Thursday, March 6, 2014
Killing “Job-Killing” Environmental Regulations Can Kill You
One
of the dumbest policies imaginable is that government environmental regulation
is an unnecessary luxury that stifles business growth and kills job
opportunities. Tell that to the denizens of Beijing who know that their city
has a skyline, but they not only cannot see it, they are dying from breathing
the toxic air that blocks their view. I guess it is better to have a job than
to be healthy. You may not live that long, and your children may be described
as “sickly,” but at least you are working and there are corporate shareholders
with smiles on their faces.
There
was a time when North Carolina was proud of its Department of Environment and
Natural Resources (DENR) and the enforcement efforts that kept natural
waterways clean and air very breathable. But there was a new storm surge in
2011, when Tea Party-inspired GOP officials took over the legislature and
installed a brand, spanking new conservative governor. This right wing surge
campaigned heavily on cutting “job-killing” regulation, particularly rules that
were environmentally focused. What’s more, Gov. Pat McCrory (former Charlotte
mayor) spent 28 years working for Duke Energy, a power company with a checkered
track record of environmental compliance.
The
new patois in the State Capitol in Raleigh turned the DENR into a customer
service wing of government, and the new customers were… big business seeking
permits for whatever businesses activities they wanted to build or expand. Not
all of the citizens of North Carolina, just business. DENR civil servants were
told that their mandate was to expedite and minimize the restrictions from the
permitting process. Their job was focused now on getting out of the way and to
stop looking at possible environmental consequences to business expansion. DENR
regulators apparently didn’t believe the message.
“‘The
General Assembly doesn’t like you,’ an official in the Department of
Environment and Natural Resources told supervisors called to a drab meeting
room here. ‘They cut your budget, but you didn’t get the message. And they cut
your budget again, and you still didn’t get the message.’… From now on,
regulators were told, they must focus on customer service, meaning issuing
environmental permits for businesses as quickly as possible. Big changes are
coming, the official said, according to three people in the meeting, two of
whom took notes. ‘If you don’t like change, you’ll be gone.’…
“Last
year, the environment agency’s budget for water pollution programs was cut by
10.2 percent, a bipartisan commission that approves regulations was reorganized
to include only Republican appointees, and the governor vastly expanded the
number of agency employees exempt from civil service protections, to 179 from
24.
“The
effect, said midlevel supervisors who now serve at the pleasure of the
governor, is that they are hesitant to crack down on polluters who might
complain to [McCrory-appointee, state environmental secretary, John E. Skvarla
III] or a lawmaker, at the risk of their jobs. Several spoke anonymously out of
fear of being fired.” New York Times, February 28th.
Enter
Duke Energy, and the matter of their big spill – 39,000 tons of toxic coal ash
(the third largest such spill in history) – into North Carolina’s Dan River in
early February. “The spill, which coated the river bottom 70 miles downstream
and threatened drinking water and aquatic life, drew attention to a deal that
the environmental department’s new leadership reached with Duke last year over
pollution from coal ash ponds. It included a minimal fine but no order that
Duke remove the ash — the waste from burning coal to generate electricity —
from its leaky, unlined ponds. Environmental groups said the arrangement
protected a powerful utility rather than the environment or the public…
“Federal
prosecutors have begun a criminal investigation into the spill and the
relations between Duke and regulators at the environmental agency.” NY Times.
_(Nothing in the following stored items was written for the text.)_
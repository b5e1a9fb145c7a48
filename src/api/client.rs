//! Typed backend client.
//!
//! Every response goes through one normalization path: transport failures,
//! non-2xx statuses and non-JSON bodies each become their own error. Requests
//! rejected with 401/403 trigger exactly one token refresh and one retry.

use super::{
    join_path,
    session::Session,
    transport::{ApiRequest, ApiResponse, HttpMethod, Transport},
};
use crate::{
    errors::{Error, Result},
    models::{LoginResponse, TokenPair, user::LoginRequest, user::RefreshRequest},
};
use reqwest::Url;
use serde::{Serialize, de::DeserializeOwned};
use serde_json::Value;
use std::{sync::Arc, time::Instant};
use tracing::{debug, info, warn};

const LOGIN_PATH: &str = "/api/auth/login";
const REFRESH_PATH: &str = "/api/auth/refresh";

/// Client bound to one backend base URL.
#[derive(Clone)]
pub struct ApiClient {
    transport: Arc<dyn Transport>,
    base_url: Url,
}

impl std::fmt::Debug for ApiClient {
    fn fmt(&self, f: &mut std::fmt::Formatter<'_>) -> std::fmt::Result {
        f.debug_struct("ApiClient")
            .field("base_url", &self.base_url.as_str())
            .finish_non_exhaustive()
    }
}

impl ApiClient {
    /// Creates a client for `base_url`.
    #[must_use]
    pub fn new(transport: Arc<dyn Transport>, base_url: Url) -> Self {
        Self {
            transport,
            base_url,
        }
    }

    /// Base URL every path is resolved against.
    #[must_use]
    pub const fn base_url(&self) -> &Url {
        &self.base_url
    }

    /// Exchanges credentials for tokens and the user's profile.
    ///
    /// # Errors
    /// Returns [`Error::Unauthorized`] for rejected credentials, otherwise the normalized error.
    pub async fn login(&self, username: &str, password: &str) -> Result<LoginResponse> {
        let body = serde_json::to_value(LoginRequest { username, password })?;
        let url = join_path(&self.base_url, LOGIN_PATH)?;
        let response = self.send(HttpMethod::Post, url.clone(), None, Some(body)).await?;
        if response.is_auth_failure() {
            return Err(Error::Unauthorized);
        }
        decode(&url, &response)
    }

    /// `GET path`
    pub async fn get<T: DeserializeOwned>(&self, session: &mut Session, path: &str) -> Result<T> {
        let url = join_path(&self.base_url, path)?;
        let response = self
            .send_authorized(session, HttpMethod::Get, &url, None)
            .await?;
        decode(&url, &response)
    }

    /// `POST path` with a JSON body
    pub async fn post<B: Serialize + ?Sized, T: DeserializeOwned>(
        &self,
        session: &mut Session,
        path: &str,
        body: &B,
    ) -> Result<T> {
        let body = serde_json::to_value(body)?;
        let url = join_path(&self.base_url, path)?;
        let response = self
            .send_authorized(session, HttpMethod::Post, &url, Some(body))
            .await?;
        decode(&url, &response)
    }

    /// `PUT path` with a JSON body
    pub async fn put<B: Serialize + ?Sized, T: DeserializeOwned>(
        &self,
        session: &mut Session,
        path: &str,
        body: &B,
    ) -> Result<T> {
        let body = serde_json::to_value(body)?;
        let url = join_path(&self.base_url, path)?;
        let response = self
            .send_authorized(session, HttpMethod::Put, &url, Some(body))
            .await?;
        decode(&url, &response)
    }

    /// `DELETE path`. Accepts an empty body or any JSON body.
    pub async fn delete(&self, session: &mut Session, path: &str) -> Result<()> {
        let url = join_path(&self.base_url, path)?;
        let response = self
            .send_authorized(session, HttpMethod::Delete, &url, None)
            .await?;
        check_status(&response)?;
        if response.body.trim().is_empty() || response.is_json() {
            Ok(())
        } else {
            Err(not_json(&url, &response))
        }
    }

    /// Sends with the session's bearer token; on 401/403 refreshes once and retries once.
    async fn send_authorized(
        &self,
        session: &mut Session,
        method: HttpMethod,
        url: &Url,
        body: Option<Value>,
    ) -> Result<ApiResponse> {
        let bearer = Some(session.tokens().access_token.clone());
        let response = self.send(method, url.clone(), bearer, body.clone()).await?;
        if !response.is_auth_failure() {
            return Ok(response);
        }

        info!(
            "{} {} rejected with {}; refreshing session for {}",
            method.as_str(),
            url.path(),
            response.status,
            session.username
        );
        self.refresh(session).await?;

        let bearer = Some(session.tokens().access_token.clone());
        let retried = self.send(method, url.clone(), bearer, body).await?;
        if retried.is_auth_failure() {
            warn!("{} {} still rejected after refresh", method.as_str(), url.path());
            return Err(Error::Unauthorized);
        }
        Ok(retried)
    }

    async fn refresh(&self, session: &mut Session) -> Result<()> {
        let Some(refresh_token) = session.tokens().refresh_token.clone() else {
            return Err(Error::Unauthorized);
        };
        let url = join_path(&self.base_url, REFRESH_PATH)?;
        let body = serde_json::to_value(RefreshRequest {
            refresh_token: &refresh_token,
        })?;

        let response = self.send(HttpMethod::Post, url.clone(), None, Some(body)).await?;
        if !response.is_success() {
            warn!("Token refresh failed with {}", response.status);
            return Err(Error::Unauthorized);
        }
        let tokens: TokenPair = decode(&url, &response).map_err(|e| {
            warn!("Token refresh returned an unusable body: {}", e);
            Error::Unauthorized
        })?;
        session.replace_tokens(tokens);
        Ok(())
    }

    async fn send(
        &self,
        method: HttpMethod,
        url: Url,
        bearer: Option<String>,
        body: Option<Value>,
    ) -> Result<ApiResponse> {
        let path = url.path().to_string();
        let started = Instant::now();
        let result = self
            .transport
            .execute(ApiRequest {
                method,
                url,
                bearer,
                body,
            })
            .await;

        match &result {
            Ok(response) => debug!(
                "{} {} -> {} in {:?}",
                method.as_str(),
                path,
                response.status,
                started.elapsed()
            ),
            Err(e) => warn!("{} {} failed: {}", method.as_str(), path, e),
        }
        result
    }
}

fn check_status(response: &ApiResponse) -> Result<()> {
    if response.is_success() {
        return Ok(());
    }
    Err(Error::Api {
        status: response.status,
        message: error_message(response),
    })
}

fn not_json(url: &Url, response: &ApiResponse) -> Error {
    Error::NotJson {
        url: url.to_string(),
        content_type: response
            .content_type
            .clone()
            .unwrap_or_else(|| "no content type".to_string()),
    }
}

/// Turns a raw response into `T`, or the matching error.
fn decode<T: DeserializeOwned>(url: &Url, response: &ApiResponse) -> Result<T> {
    check_status(response)?;
    if !response.is_json() {
        return Err(not_json(url, response));
    }
    serde_json::from_str(&response.body).map_err(|e| Error::Decode {
        message: format!("{} ({})", e, url.path()),
    })
}

/// Pulls `message` or `error` out of a JSON error body, falling back to the raw text.
fn error_message(response: &ApiResponse) -> String {
    if response.is_json() {
        if let Ok(value) = serde_json::from_str::<Value>(&response.body) {
            if let Some(message) = ["message", "error"]
                .iter()
                .find_map(|key| value.get(key).and_then(Value::as_str))
            {
                return message.to_string();
            }
        }
    }
    let text = response.body.trim();
    if text.is_empty() {
        "no details".to_string()
    } else {
        text.chars().take(200).collect()
    }
}

#[cfg(test)]
mod tests {
    #![allow(clippy::unwrap_used)]
    use super::*;
    use crate::{
        models::{Complaint, ComplaintStatus},
        test_utils::{ScriptedTransport, json_response, test_session, text_response},
    };

    fn client(transport: &Arc<ScriptedTransport>) -> ApiClient {
        let transport: Arc<dyn Transport> = transport.clone();
        ApiClient::new(transport, Url::parse("http://localhost:5000").unwrap())
    }

    const COMPLAINT: &str = r#"{
        "id": 1, "orderReference": "ORD-1", "status": "pending",
        "description": "late", "createdAt": "2026-10-01T09:30:00Z"
    }"#;

    #[tokio::test]
    async fn test_get_decodes_and_sends_bearer() {
        let transport = Arc::new(ScriptedTransport::new(vec![Ok(json_response(
            200,
            &format!("[{COMPLAINT}]"),
        ))]));
        let mut session = test_session("support", &["complaints"]);

        let complaints: Vec<Complaint> = client(&transport)
            .get(&mut session, "/api/complaints")
            .await
            .unwrap();

        assert_eq!(complaints.len(), 1);
        assert_eq!(complaints[0].status, ComplaintStatus::Pending);
        let requests = transport.requests();
        assert_eq!(requests[0].bearer.as_deref(), Some("access-1"));
        assert_eq!(requests[0].url.as_str(), "http://localhost:5000/api/complaints");
        assert!(!session.is_dirty());
    }

    #[tokio::test]
    async fn test_error_classes_are_distinct() {
        let transport = Arc::new(ScriptedTransport::new(vec![
            Ok(json_response(422, r#"{"message": "name is taken"}"#)),
            Ok(text_response(200, "<html>maintenance</html>")),
            Ok(json_response(200, r#"{"unexpected": true}"#)),
            Err(Error::Unreachable {
                url: "http://localhost:5000/api/complaints".to_string(),
                message: "timed out".to_string(),
            }),
        ]));
        let api = client(&transport);
        let mut session = test_session("support", &[]);

        let err = api.get::<Complaint>(&mut session, "/api/complaints/1").await.unwrap_err();
        assert!(matches!(err, Error::Api { status: 422, ref message } if message == "name is taken"));

        let err = api.get::<Complaint>(&mut session, "/api/complaints/1").await.unwrap_err();
        assert!(matches!(err, Error::NotJson { .. }));

        let err = api.get::<Complaint>(&mut session, "/api/complaints/1").await.unwrap_err();
        assert!(matches!(err, Error::Decode { .. }));

        let err = api.get::<Complaint>(&mut session, "/api/complaints/1").await.unwrap_err();
        assert!(err.is_unavailable());
    }

    #[tokio::test]
    async fn test_refresh_once_then_retry() {
        let transport = Arc::new(ScriptedTransport::new(vec![
            Ok(json_response(401, r#"{"message": "jwt expired"}"#)),
            Ok(json_response(200, r#"{"accessToken": "access-2"}"#)),
            Ok(json_response(200, COMPLAINT)),
        ]));
        let mut session = test_session("support", &[]);

        let complaint: Complaint = client(&transport)
            .get(&mut session, "/api/complaints/1")
            .await
            .unwrap();

        assert_eq!(complaint.id, 1);
        assert!(session.is_dirty());
        assert_eq!(session.tokens().access_token, "access-2");
        assert_eq!(session.tokens().refresh_token.as_deref(), Some("refresh-1"));

        let requests = transport.requests();
        assert_eq!(requests.len(), 3);
        assert_eq!(requests[1].url.path(), "/api/auth/refresh");
        assert_eq!(
            requests[1].body,
            Some(serde_json::json!({ "refreshToken": "refresh-1" }))
        );
        assert!(requests[1].bearer.is_none());
        assert_eq!(requests[2].bearer.as_deref(), Some("access-2"));
    }

    #[tokio::test]
    async fn test_second_rejection_is_unauthorized() {
        let transport = Arc::new(ScriptedTransport::new(vec![
            Ok(json_response(403, "{}")),
            Ok(json_response(200, r#"{"accessToken": "access-2", "refreshToken": "refresh-2"}"#)),
            Ok(json_response(403, "{}")),
        ]));
        let mut session = test_session("support", &[]);

        let err = client(&transport)
            .get::<Complaint>(&mut session, "/api/complaints/1")
            .await
            .unwrap_err();

        assert!(matches!(err, Error::Unauthorized));
        assert_eq!(transport.requests().len(), 3);
    }

    #[tokio::test]
    async fn test_failed_refresh_is_unauthorized_without_retry() {
        let transport = Arc::new(ScriptedTransport::new(vec![
            Ok(json_response(401, "{}")),
            Ok(json_response(401, r#"{"message": "refresh token revoked"}"#)),
        ]));
        let mut session = test_session("support", &[]);

        let err = client(&transport)
            .get::<Complaint>(&mut session, "/api/complaints/1")
            .await
            .unwrap_err();

        assert!(matches!(err, Error::Unauthorized));
        assert_eq!(transport.requests().len(), 2);
        assert!(!session.is_dirty());
    }

    #[tokio::test]
    async fn test_unreadable_refresh_response_is_unauthorized() {
        let transport = Arc::new(ScriptedTransport::new(vec![
            Ok(json_response(401, "{}")),
            Ok(text_response(200, "<html>login</html>")),
        ]));
        let mut session = test_session("support", &[]);

        let err = client(&transport)
            .get::<Complaint>(&mut session, "/api/complaints/1")
            .await
            .unwrap_err();

        assert!(matches!(err, Error::Unauthorized));
        assert_eq!(transport.requests().len(), 2);
        assert!(!session.is_dirty());

        let transport = Arc::new(ScriptedTransport::new(vec![
            Ok(json_response(403, "{}")),
            Ok(json_response(200, r#"{"unexpected": true}"#)),
        ]));
        let err = client(&transport)
            .get::<Complaint>(&mut session, "/api/complaints/1")
            .await
            .unwrap_err();
        assert!(matches!(err, Error::Unauthorized));
    }

    #[tokio::test]
    async fn test_delete_accepts_empty_204() {
        let transport = Arc::new(ScriptedTransport::new(vec![Ok(ApiResponse {
            status: 204,
            content_type: None,
            body: String::new(),
        })]));
        let mut session = test_session("super_admin", &[]);

        client(&transport)
            .delete(&mut session, "/api/areas/3")
            .await
            .unwrap();

        assert_eq!(transport.requests()[0].method, HttpMethod::Delete);
    }

    #[tokio::test]
    async fn test_login_rejected() {
        let transport = Arc::new(ScriptedTransport::new(vec![Ok(json_response(
            401,
            r#"{"message": "bad credentials"}"#,
        ))]));

        let err = client(&transport).login("ada", "wrong").await.unwrap_err();

        assert!(matches!(err, Error::Unauthorized));
        assert_eq!(
            transport.requests()[0].body,
            Some(serde_json::json!({ "username": "ada", "password": "wrong" }))
        );
    }
}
You mean that same Duke Energy where the Governor had been employed almost
three decades? But didn’t the voters actually sanctify this level of corruption
in the 2011 election? Didn’t they actually demand this result?
One
of the most obvious realities in a world of competitive edge: no business can
increase their production costs to implement environmental protections when
their competitors are not equally forced to do the same. Environmental
regulation can, therefore, almost never be a matter of voluntary compliance
unless every competitor is saddled with an equal burden. No corporate executive
can survive by making his company less competitive. And for those who believe
that environment regulations are stupid, let’s let their children breathe that
polluted air and drink toxic water and see how they feel about it. Who cares?
You should!
I’m Peter Dekom,
and breathing clean air and drinking potable water seem to be pretty sacred
resources that we all need to respect and cherish.